Todo pasa en un segundo, en un ajetreado mercado brasileño: un niño desaparece sin dejar rastro. La vida despreocupada de su madre, de viaje por América del Sur con su amante y su hijo, se detiene brutalmente. El amor, la traición, la esperanza, la búsqueda de la felicidad en los lugares equivocados y la fe ciega surcan las páginas de A la deriva, de la escritora irlandesa Karen Gillece. Zenda ofrece el comienzo de esta novela publicada por Ático de los Libros y ganadora del premio de Literatura de la Unión Europea.
Capítulo 1
A veces, pensaba que lo veía. Su rostro se me aparecía por las esquinas, donde perdía el tiempo, arañaba las sandalias con el bordillo y balanceaba su cuerpecito de lado a lado mientras movía los pulgares por debajo de la banda elástica de sus pantalones cortos. Lo veía junto a las puertas abiertas de los coches, alzando los brazos para agarrarse al tapizado y trepar por él hasta sentarse en la parte trasera.
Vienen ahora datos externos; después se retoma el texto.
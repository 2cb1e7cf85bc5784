//! Minimal Google Sheets v4 values client.
//!
//! Only the three range operations the store needs: `values.get`,
//! `values.append` and `values:batchUpdate`.

use serde::{Deserialize, Serialize};
use serde_json::Value;
use url::Url;

use super::auth::TokenProvider;
use crate::database::error::{StoreError, StoreResult};

const SHEETS_API: &str = "https://sheets.googleapis.com/v4/spreadsheets/";

/// A rectangular block of cell values, one inner vector per row.
pub type Rows = Vec<Vec<Value>>;

#[derive(Deserialize)]
struct ValueRange {
    #[serde(default)]
    values: Rows,
}

#[derive(Serialize)]
struct AppendBody<'a> {
    values: &'a [Vec<Value>],
}

#[derive(Serialize)]
#[serde(rename_all = "camelCase")]
struct BatchUpdateBody<'a> {
    value_input_option: &'static str,
    data: &'a [RangeUpdate],
}

/// One range write inside a batch update.
#[derive(Debug, Clone, Serialize)]
pub struct RangeUpdate {
    pub range: String,
    pub values: Rows,
}

pub struct SheetsClient {
    http: reqwest::Client,
    auth: TokenProvider,
    spreadsheet_id: String,
}

impl SheetsClient {
    pub fn new(http: reqwest::Client, auth: TokenProvider, spreadsheet_id: String) -> Self {
        Self {
            http,
            auth,
            spreadsheet_id,
        }
    }

    /// Read all values in `range`.
    pub async fn get(&self, range: &str) -> StoreResult<Rows> {
        let url = self.values_url(range, None)?;
        let token = self.auth.token().await?;
        let response = self.http.get(url).bearer_auth(token).send().await?;
        let body: ValueRange = check(response).await?.json().await?;
        Ok(body.values)
    }

    /// Append rows after the last row of the table in `range`.
    pub async fn append(&self, range: &str, rows: &[Vec<Value>]) -> StoreResult<()> {
        let mut url = self.values_url(range, Some(":append"))?;
        url.query_pairs_mut()
            .append_pair("valueInputOption", "RAW")
            .append_pair("insertDataOption", "INSERT_ROWS");

        let token = self.auth.token().await?;
        let response = self
            .http
            .post(url)
            .bearer_auth(token)
            .json(&AppendBody { values: rows })
            .send()
            .await?;
        check(response).await?;
        Ok(())
    }

    /// Write several ranges in one request.
    pub async fn batch_update(&self, updates: &[RangeUpdate]) -> StoreResult<()> {
        let mut url = self.spreadsheet_url()?;
        url.path_segments_mut()
            .map_err(|_| StoreError::Malformed("spreadsheet url cannot be a base".into()))?
            .pop_if_empty()
            .push(&self.spreadsheet_id)
            .push("values:batchUpdate");

        let token = self.auth.token().await?;
        let response = self
            .http
            .post(url)
            .bearer_auth(token)
            .json(&BatchUpdateBody {
                value_input_option: "RAW",
                data: updates,
            })
            .send()
            .await?;
        check(response).await?;
        Ok(())
    }

    fn spreadsheet_url(&self) -> StoreResult<Url> {
        Url::parse(SHEETS_API).map_err(|e| StoreError::Malformed(e.to_string()))
    }

    fn values_url(&self, range: &str, suffix: Option<&str>) -> StoreResult<Url> {
        let mut url = self.spreadsheet_url()?;
        let last = match suffix {
            Some(suffix) => format!("{range}{suffix}"),
            None => range.to_string(),
        };
        url.path_segments_mut()
            .map_err(|_| StoreError::Malformed("spreadsheet url cannot be a base".into()))?
            .pop_if_empty()
            .push(&self.spreadsheet_id)
            .push("values")
            .push(&last);
        Ok(url)
    }
}

async fn check(response: reqwest::Response) -> StoreResult<reqwest::Response> {
    let status = response.status();
    if status.is_success() {
        return Ok(response);
    }
    let body = response.text().await.unwrap_or_default();
    Err(StoreError::Api {
        status: status.as_u16(),
        body,
    })
}

/// Render a cell as plain text, whatever JSON type the API returned.
pub fn cell_text(row: &[Value], index: usize) -> String {
    match row.get(index) {
        Some(Value::String(s)) => s.trim().to_string(),
        Some(Value::Null) | None => String::new(),
        Some(other) => other.to_string(),
    }
}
Estos coches siempre eran modernos y cómodos, de diseño familiar, para las madres que llevaban a sus hijos al colegio… lo cual era una idea descabellada por sí sola, ya que los únicos vehículos en los que habíamos viajado eran una serie de furgonetas destartaladas y abolladas con arcoíris, flores o el sol y la luna pintados en uno de los laterales con una paleta de colores vivos muy variada. Eran trampas mortales psicodélicas. Lo veía correteando por la calle. Su pelo oscuro se levantaba con cada movimiento y la mochila le rebotaba en la espalda, aunque nunca había ido al colegio ni había tenido una cartera. Pero estas alucinaciones no seguían unas normas, y me había acostumbrado a lo absurdas que eran. En ocasiones, veía una mano que lo agarraba, le ayudaba a levantarse, tiraba de él hacia delante y me lo arrebataba de nuevo.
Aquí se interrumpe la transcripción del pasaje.